My next cookie memory would be the ever famous, possibly all-time favorite, the chocolate chip cookie. There is nothing better than to bite into a round circle of baked dough sprinkled with gooey melt-in-your-mouth chocolate. A chocolate chip cookie can dry tears, heal broken hearts, mend scraped knees and elbows and solve sibling arguments. Most of the problems in the world could likely be solved by a properly baked, right out of the oven, chocolate chip cookie. The power of a cookie is underestimated.

I will attempt in the next 365 days to prepare and comment on a year’s worth of different cookies-one for each day. My goal is to share with others my extreme love of cookies-baking them and especially eating them! Feel free to send me your favorite recipe, your earliest cookie memories, or how cookies may have influenced your life. Cookies Rule!

Thursday, August 26, 2010

Cookie Recipe #236 - Chocolate Cinnamon Tuiles

This is the sole survivor of today's tragedy in the cookie baking saga. I didn't spray my baking sheet enough and the cookies hung on for dear life to the pan, eventually breaking free, but in chunks. The cinnamon and chocolate mixture tastes good even in bits and pieces.
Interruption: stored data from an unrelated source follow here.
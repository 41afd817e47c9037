//! Smoke-test harness for the contact-list web API.
//!
//! The binary maps one command name to one routine, logs in first when the
//! routine needs a bearer token, and narrates each check on stdout. The library
//! exposes the same pieces so the routines can be driven against a mock server.
pub mod args;
pub mod config;
pub mod console;
pub mod dispatch;
pub mod entry;
pub mod error;
pub mod logger;
pub mod outcome;
pub mod routines;
pub mod session;

#[cfg(test)]
mod test_support;
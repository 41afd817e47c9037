//! Human-readable narration of a run.
use std::fmt::Display;
use std::io::Write;
use std::sync::{Arc, Mutex, PoisonError};

/// Line-oriented sink for narration. Write failures are logged, never fatal.
pub struct Console {
    sink: Box<dyn Write + Send>,
    quiet: bool,
}

impl Console {
    #[must_use]
    pub fn stdout(quiet: bool) -> Self {
        Self {
            sink: Box::new(std::io::stdout()),
            quiet,
        }
    }

    /// Console whose output is kept in memory and readable through the returned
    /// [`Transcript`].
    #[must_use]
    pub fn capture() -> (Self, Transcript) {
        let transcript = Transcript::default();
        let console = Self {
            sink: Box::new(transcript.clone()),
            quiet: false,
        };
        (console, transcript)
    }

    /// Narration line, dropped in quiet mode.
    pub fn say(&mut self, line: impl Display) {
        if self.quiet {
            return;
        }
        self.write_line(&line);
    }

    /// Usage and dispatch errors; printed even in quiet mode.
    pub fn notice(&mut self, line: impl Display) {
        self.write_line(&line);
    }

    fn write_line(&mut self, line: &dyn Display) {
        if let Err(err) = writeln!(self.sink, "{}", line) {
            tracing::warn!("Failed to write console line: {}", err);
            return;
        }
        if let Err(err) = self.sink.flush() {
            tracing::warn!("Failed to flush console: {}", err);
        }
    }
}

/// Shared in-memory buffer behind [`Console::capture`].
#[derive(Clone, Default)]
pub struct Transcript {
    buffer: Arc<Mutex<Vec<u8>>>,
}

impl Transcript {
    #[must_use]
    pub fn text(&self) -> String {
        let buffer = self.buffer.lock().unwrap_or_else(PoisonError::into_inner);
        String::from_utf8_lossy(&buffer).into_owned()
    }

    #[must_use]
    pub fn lines(&self) -> Vec<String> {
        self.text().lines().map(str::to_owned).collect()
    }
}

impl Write for Transcript {
    fn write(&mut self, buf: &[u8]) -> std::io::Result<usize> {
        let mut buffer = self.buffer.lock().unwrap_or_else(PoisonError::into_inner);
        buffer.extend_from_slice(buf);
        Ok(buf.len())
    }

    fn flush(&mut self) -> std::io::Result<()> {
        Ok(())
    }
}
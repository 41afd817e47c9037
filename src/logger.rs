use tracing_subscriber::{EnvFilter, FmtSubscriber};

/// Installs the global subscriber. Logs go to stderr so stdout carries only
/// the test narration.
pub fn init_logging(verbose: bool) {
    let filter = std::env::var("CONTACT_SMOKE_LOG")
        .or_else(|_| std::env::var("RUST_LOG"))
        .map_or_else(
            |_| {
                if verbose {
                    EnvFilter::new("debug")
                } else {
                    EnvFilter::new("warn")
                }
            },
            |value| EnvFilter::try_new(value).unwrap_or_else(|_| EnvFilter::new("warn")),
        );

    let subscriber = FmtSubscriber::builder()
        .with_env_filter(filter)
        .with_writer(std::io::stderr)
        .finish();

    if let Err(err) = tracing::subscriber::set_global_default(subscriber) {
        eprintln!("Failed to set global default subscriber: {}", err);
    }
}
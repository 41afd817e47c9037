//! CLI argument types and parsing helpers.
mod cli;
mod defaults;
pub(crate) mod parsers;
mod types;

#[cfg(test)]
mod tests;

pub use cli::SmokeArgs;
pub use defaults::{
    DEFAULT_BASE_URL, DEFAULT_CONCURRENT_REQUESTS, DEFAULT_CONTACT_NAME, DEFAULT_EMAIL,
    DEFAULT_NETWORK_TIMEOUT, DEFAULT_PASSWORD, DEFAULT_REQUEST_TIMEOUT, DEFAULT_WRONG_EMAIL,
    DEFAULT_WRONG_PASSWORD,
};
pub use types::PositiveUsize;

pub(crate) use defaults::DEFAULT_USER_AGENT;
pub(crate) use parsers::{parse_base_url, parse_duration_arg};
Ingredients: 1 egg white, 1/4 cup granulated sugar, 2 tablespoons all-purpose flour, 3 tablespoons butter, melted, 1 tablespoon cocoa powder, 1/2 teaspoon ground cinnamon.

Instructions: Preheat the oven to 400 degrees. Grease two baking sheets (or line with parchment paper). Whisk the egg white in a clean, grease-free bowl until it forms soft peaks. Gradually whisk in the sugar to make a smooth, glossy mixture.

Sift the flour over the mixture and fold in evenly. Stir in the butter. Transfer about 3 tablespoons of the mixture to a small bowl and set aside.

In a separate small bowl, mix together the cocoa and ground cinnamon. Stir them into the larger quantity of mixture.

Leaving room for spreading, drop spoonfuls of the chocolate-flavored mixture on to the prepared baking sheets, then spread each gently with a spatula to make a neat round. Using a small spoon, carefully drizzle the reserved mixture over the rounds to create a marbled effect.

Bake for 4-6 minutes until just set. Using a palette knife or spatula, lift each cookie carefully and quickly drape it over a rolling pin, to give a curved shape as it hardens. (May be left flat, if desired).

Leave the tuiles to cool until set, then remove them gently and place on a wire rack to cool completely. Serve on the same day.

Makes about 12 tuiles.

"The Cookie and Biscuit Bible", Hermes House, Anness Publishing Ltd., London, 2010.

Cookies Rule!!!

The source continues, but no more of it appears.